Personal information
- Full name: Dmitri Anatolyevich Prokopenko
- Date of birth: May 24, 1972 (age 52)
- Place of birth: Moscow, Soviet Union
- Height: 1.83 m (6 ft 0 in)
- Position(s): Striker

Senior career*
- Years: Team / Apps / (Gls)
- 1990: Tom Tomsk / 24 / (1)
- 1991–1992: TRASKO Moscow / 73 / (19)
- 1993–1996: Torpedo Moscow / 96 / (18)
- 1997: Chernomorets Novorossiysk / 12 / (0)
- 1997–1998: Braga / 21 / (3)
- 1998–2000: Santa Clara / 53 / (18)
- 2000–2002: Varzim / 60 / (15)
- 2002–2003: Estrela Amadora / 21 / (5)
- 2004: Luch-Energiya / 6 / (0)
- 2005–2006: Fakel Voronezh / 81 / (18)
- 2007–2008: Sportakademklub Moscow / 62 / (5)
- Total:  / 509 / (102)

= Dmitri Prokopenko =

Russian footballer

Dmitri Anatolyevich Prokopenko (Дмитрий Анатольевич Прокопенко; born 24 May 1972) is a former Russian professional footballer who played as a striker.

==Football career==
Prokopenko made his debut as a senior in the Soviet Second League B in 1990, with FC Tom Tomsk.
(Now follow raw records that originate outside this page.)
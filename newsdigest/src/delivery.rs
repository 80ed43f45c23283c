//! Digest delivery.
//!
//! The sink receives the finished digest and the recipient list. A successful
//! delivery is what allows the run to commit its history.

use anyhow::{Context, Result};
use common::DeliveryConfig;
use std::path::PathBuf;
use tracing::info;

#[async_trait::async_trait]
pub trait DeliverySink: Send + Sync {
    async fn deliver(&self, digest: &str, recipients: &[String]) -> Result<()>;
}

/// Prints the digest to standard output between banner lines.
pub struct StdoutSink;

#[async_trait::async_trait]
impl DeliverySink for StdoutSink {
    async fn deliver(&self, digest: &str, recipients: &[String]) -> Result<()> {
        let banner = "=".repeat(30);
        println!("\n{}", banner);
        if !recipients.is_empty() {
            println!("To: {}", recipients.join(", "));
        }
        println!("{}", digest);
        println!("{}", banner);
        Ok(())
    }
}

/// Writes the digest to a Markdown file, replacing any previous one.
pub struct FileSink {
    path: PathBuf,
}

impl FileSink {
    pub fn new(path: impl Into<PathBuf>) -> Self {
        Self { path: path.into() }
    }
}

#[async_trait::async_trait]
impl DeliverySink for FileSink {
    async fn deliver(&self, digest: &str, recipients: &[String]) -> Result<()> {
        if let Some(parent) = self.path.parent().filter(|p| !p.as_os_str().is_empty()) {
            tokio::fs::create_dir_all(parent)
                .await
                .with_context(|| format!("Failed to create output directory: {}", parent.display()))?;
        }

        let mut content = String::new();
        if !recipients.is_empty() {
            content.push_str(&format!("<!-- recipients: {} -->\n\n", recipients.join(", ")));
        }
        content.push_str(digest);
        content.push('\n');

        tokio::fs::write(&self.path, content)
            .await
            .with_context(|| format!("Failed to write digest: {}", self.path.display()))?;
        info!(path = %self.path.display(), "Digest written");
        Ok(())
    }
}

/// Build the sink named in the configuration.
pub fn sink_from_config(config: &DeliveryConfig) -> Result<Box<dyn DeliverySink>> {
    match config.kind.as_str() {
        "stdout" => Ok(Box::new(StdoutSink)),
        "file" => {
            let path = config
                .path
                .as_deref()
                .context("delivery.kind = \"file\" requires delivery.path")?;
            Ok(Box::new(FileSink::new(path)))
        }
        other => anyhow::bail!("Unknown delivery kind: {}", other),
    }
}

#[cfg(test)]
mod tests {
    use super::*;

    #[tokio::test]
    async fn test_file_sink_writes_digest() {
        let dir = tempfile::tempdir().unwrap();
        let path = dir.path().join("out").join("digest.md");
        let sink = FileSink::new(&path);

        sink.deliver("**Deals:** None", &["ops@example.com".to_string()]).await.unwrap();

        let written = tokio::fs::read_to_string(&path).await.unwrap();
        assert!(written.contains("ops@example.com"));
        assert!(written.ends_with("**Deals:** None\n"));
    }

    #[test]
    fn test_sink_from_config() {
        let mut cfg = DeliveryConfig::default();
        assert!(sink_from_config(&cfg).is_ok());

        cfg.kind = "file".to_string();
        assert!(sink_from_config(&cfg).is_err());

        cfg.path = Some("digest.md".to_string());
        assert!(sink_from_config(&cfg).is_ok());

        cfg.kind = "smtp".to_string();
        assert!(sink_from_config(&cfg).is_err());
    }
}
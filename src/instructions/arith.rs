//! Integer arithmetic (`ADD`/`SUB`/`MUL`/`IDIV`). Division truncates
//! toward zero, matching Rust's native `i64` division; a zero divisor is
//! `WRONG_OP_VALUE`, not a panic.

use crate::engine::{Engine, Flow};
use crate::error::{InterpError, Result};
use crate::operand::Effective;
use crate::value::Value;

fn binary_int(
    engine: &mut Engine,
    args: &[Effective],
    name: &str,
    f: impl FnOnce(i64, i64) -> Result<i64>,
) -> Result<Flow> {
    let (frame, var) = args[0].expect_dest(&format!("{} arg1", name))?;
    let (frame, var) = (frame, var.to_string());
    let a = args[1].expect_int(&format!("{} arg2", name))?;
    let b = args[2].expect_int(&format!("{} arg3", name))?;
    let result = f(a, b)?;
    engine.frames.assign(frame, &var, Value::Int(result))?;
    Ok(Flow::Next)
}

pub fn add(engine: &mut Engine, args: &[Effective]) -> Result<Flow> {
    binary_int(engine, args, "ADD", |a, b| Ok(a.wrapping_add(b)))
}

pub fn sub(engine: &mut Engine, args: &[Effective]) -> Result<Flow> {
    binary_int(engine, args, "SUB", |a, b| Ok(a.wrapping_sub(b)))
}

pub fn mul(engine: &mut Engine, args: &[Effective]) -> Result<Flow> {
    binary_int(engine, args, "MUL", |a, b| Ok(a.wrapping_mul(b)))
}

pub fn idiv(engine: &mut Engine, args: &[Effective]) -> Result<Flow> {
    binary_int(engine, args, "IDIV", |a, b| {
        if b == 0 {
            return Err(InterpError::WrongOpValue("division by zero".into()));
        }
        Ok(a / b)
    })
}
//! The three-frame variable store: global (always present), local (a
//! stack of frames, `LF` means "the top one"), and temporary (at most
//! one, possibly absent).

use std::collections::HashMap;
use std::fmt;

use crate::error::{InterpError, Result};
use crate::value::{Cell, Value};

#[derive(Debug, Clone, Copy, PartialEq, Eq, Hash)]
pub enum FrameTag {
    Global,
    Local,
    Temporary,
}

impl fmt::Display for FrameTag {
    fn fmt(&self, f: &mut fmt::Formatter<'_>) -> fmt::Result {
        match self {
            FrameTag::Global => write!(f, "GF"),
            FrameTag::Local => write!(f, "LF"),
            FrameTag::Temporary => write!(f, "TF"),
        }
    }
}

type Scope = HashMap<String, Cell>;

#[derive(Debug, Default)]
pub struct Frames {
    gf: Scope,
    lf: Vec<Scope>,
    tf: Option<Scope>,
}

impl Frames {
    pub fn new() -> Self {
        Self::default()
    }

    fn scope(&self, tag: FrameTag) -> Result<&Scope> {
        match tag {
            FrameTag::Global => Ok(&self.gf),
            FrameTag::Local => self
                .lf
                .last()
                .ok_or_else(|| InterpError::InvalidFrame("LF is empty".into())),
            FrameTag::Temporary => self
                .tf
                .as_ref()
                .ok_or_else(|| InterpError::InvalidFrame("TF is not present".into())),
        }
    }

    fn scope_mut(&mut self, tag: FrameTag) -> Result<&mut Scope> {
        match tag {
            FrameTag::Global => Ok(&mut self.gf),
            FrameTag::Local => self
                .lf
                .last_mut()
                .ok_or_else(|| InterpError::InvalidFrame("LF is empty".into())),
            FrameTag::Temporary => self
                .tf
                .as_mut()
                .ok_or_else(|| InterpError::InvalidFrame("TF is not present".into())),
        }
    }

    pub fn define(&mut self, tag: FrameTag, name: &str) -> Result<()> {
        let scope = self.scope_mut(tag)?;
        if scope.contains_key(name) {
            return Err(InterpError::Semantic(format!(
                "variable {}@{} already defined",
                tag, name
            )));
        }
        scope.insert(name.to_string(), Cell::Uninit);
        Ok(())
    }

    pub fn assign(&mut self, tag: FrameTag, name: &str, value: Value) -> Result<()> {
        let scope = self.scope_mut(tag)?;
        if !scope.contains_key(name) {
            return Err(InterpError::VarNotExist(format!("{}@{}", tag, name)));
        }
        scope.insert(name.to_string(), Cell::Value(value));
        Ok(())
    }

    /// Reads the raw cell (uninitialized or a value). `allow_uninit`
    /// governs whether an uninitialized cell is an error (`false`, used by
    /// every opcode but `TYPE`) or a valid result (`true`, `TYPE` only).
    pub fn read(&self, tag: FrameTag, name: &str, allow_uninit: bool) -> Result<Cell> {
        let scope = self.scope(tag)?;
        let cell = scope
            .get(name)
            .ok_or_else(|| InterpError::VarNotExist(format!("{}@{}", tag, name)))?;
        if matches!(cell, Cell::Uninit) && !allow_uninit {
            return Err(InterpError::MissingValue(format!(
                "{}@{} read before being assigned",
                tag, name
            )));
        }
        Ok(cell.clone())
    }

    pub fn create_tf(&mut self) {
        self.tf = Some(Scope::new());
    }

    pub fn push_tf_to_lf(&mut self) -> Result<()> {
        let tf = self
            .tf
            .take()
            .ok_or_else(|| InterpError::InvalidFrame("TF is not present".into()))?;
        self.lf.push(tf);
        Ok(())
    }

    pub fn pop_lf_to_tf(&mut self) -> Result<()> {
        let top = self
            .lf
            .pop()
            .ok_or_else(|| InterpError::InvalidFrame("LF is empty".into()))?;
        self.tf = Some(top);
        Ok(())
    }
}

#[cfg(test)]
mod tests {
    use super::*;

    #[test]
    fn define_then_assign_then_read() {
        let mut frames = Frames::new();
        frames.define(FrameTag::Global, "x").unwrap();
        frames.assign(FrameTag::Global, "x", Value::Int(5)).unwrap();
        assert_eq!(frames.read(FrameTag::Global, "x", false).unwrap(), Cell::Value(Value::Int(5)));
    }

    #[test]
    fn reading_uninitialized_fails_unless_allowed() {
        let mut frames = Frames::new();
        frames.define(FrameTag::Global, "x").unwrap();
        assert!(frames.read(FrameTag::Global, "x", false).is_err());
        assert_eq!(frames.read(FrameTag::Global, "x", true).unwrap(), Cell::Uninit);
    }

    #[test]
    fn redefine_in_same_frame_is_semantic_error() {
        let mut frames = Frames::new();
        frames.define(FrameTag::Global, "x").unwrap();
        let err = frames.define(FrameTag::Global, "x").unwrap_err();
        assert_eq!(err.exit_code(), 52);
    }

    #[test]
    fn lf_empty_is_invalid_frame() {
        let frames = Frames::new();
        let err = frames.read(FrameTag::Local, "x", true).unwrap_err();
        assert_eq!(err.exit_code(), 55);
    }

    #[test]
    fn tf_absent_is_invalid_frame() {
        let mut frames = Frames::new();
        assert!(frames.push_tf_to_lf().is_err());
        frames.create_tf();
        frames.push_tf_to_lf().unwrap();
        assert!(frames.push_tf_to_lf().is_err());
    }

    #[test]
    fn pushframe_then_popframe_round_trips() {
        let mut frames = Frames::new();
        frames.create_tf();
        frames.define(FrameTag::Temporary, "x").unwrap();
        frames.assign(FrameTag::Temporary, "x", Value::Int(1)).unwrap();
        frames.push_tf_to_lf().unwrap();
        assert!(frames.tf.is_none());
        frames.pop_lf_to_tf().unwrap();
        assert_eq!(frames.read(FrameTag::Temporary, "x", false).unwrap(), Cell::Value(Value::Int(1)));
    }

    #[test]
    fn two_createframes_leave_tf_empty() {
        let mut frames = Frames::new();
        frames.create_tf();
        frames.define(FrameTag::Temporary, "x").unwrap();
        frames.create_tf();
        assert!(frames.read(FrameTag::Temporary, "x", true).is_err());
    }
}
//! Static program representation: the operand descriptor shapes an
//! argument can take before resolution, an instruction record, and the
//! loaded program (instruction vector plus label table) the control
//! engine drives.

use crate::frame::FrameTag;
use crate::opcode::Opcode;
use crate::value::Value;

/// Static form of an argument, before the operand resolver turns it into
/// an effective operand (a value or a destination handle).
#[derive(Debug, Clone, PartialEq)]
pub enum Operand {
    Var { frame: FrameTag, name: String },
    Literal(Value),
    Label(String),
    /// A type-token literal (`int`/`bool`/`string`/`nil`), used by `READ`
    /// and produced as a string by `TYPE`.
    TypeToken(String),
}

pub type Order = u64;

#[derive(Debug, Clone)]
pub struct Instruction {
    pub order: Order,
    pub opcode: Opcode,
    pub args: Vec<Operand>,
}

/// A fully loaded, validated program: instructions sorted by `order` with
/// a side index for O(1) position lookup, and labels pre-resolved to
/// positions in that vector (spec REDESIGN FLAG: replaces the
/// skip_until/reset_flag full-table rescan with a direct program counter).
#[derive(Debug, Default)]
pub struct Program {
    pub instructions: Vec<Instruction>,
    /// label name -> index into `instructions`
    pub labels: std::collections::HashMap<String, usize>,
    /// instruction order -> index into `instructions`, used by CALL/RETURN
    /// to compute "the instruction immediately after the caller".
    pub order_index: std::collections::HashMap<Order, usize>,
}

impl Program {
    pub fn position_of_order(&self, order: Order) -> Option<usize> {
        self.order_index.get(&order).copied()
    }
}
In his country, in which he won the 1993 Russian Cup, he also represented six other clubs, appearing in the 1993–94 European Cup Winners' Cup (one game) and the 1996–97 UEFA Cup (four) with FC Torpedo Moscow.

In 1997–98, Prokopenko moved to Portugal where he remained six seasons, spending three apiece in the first and second divisions, his first being with S.C. Braga. He achieved top level promotions in 1999 with C.D. Santa Clara and 2001 with Varzim SC, scoring career-bests of (respectively) 12 and 11 goals.

Prokopenko retired at the age 36, after a couple of seasons with FC Sportakademklub Moscow.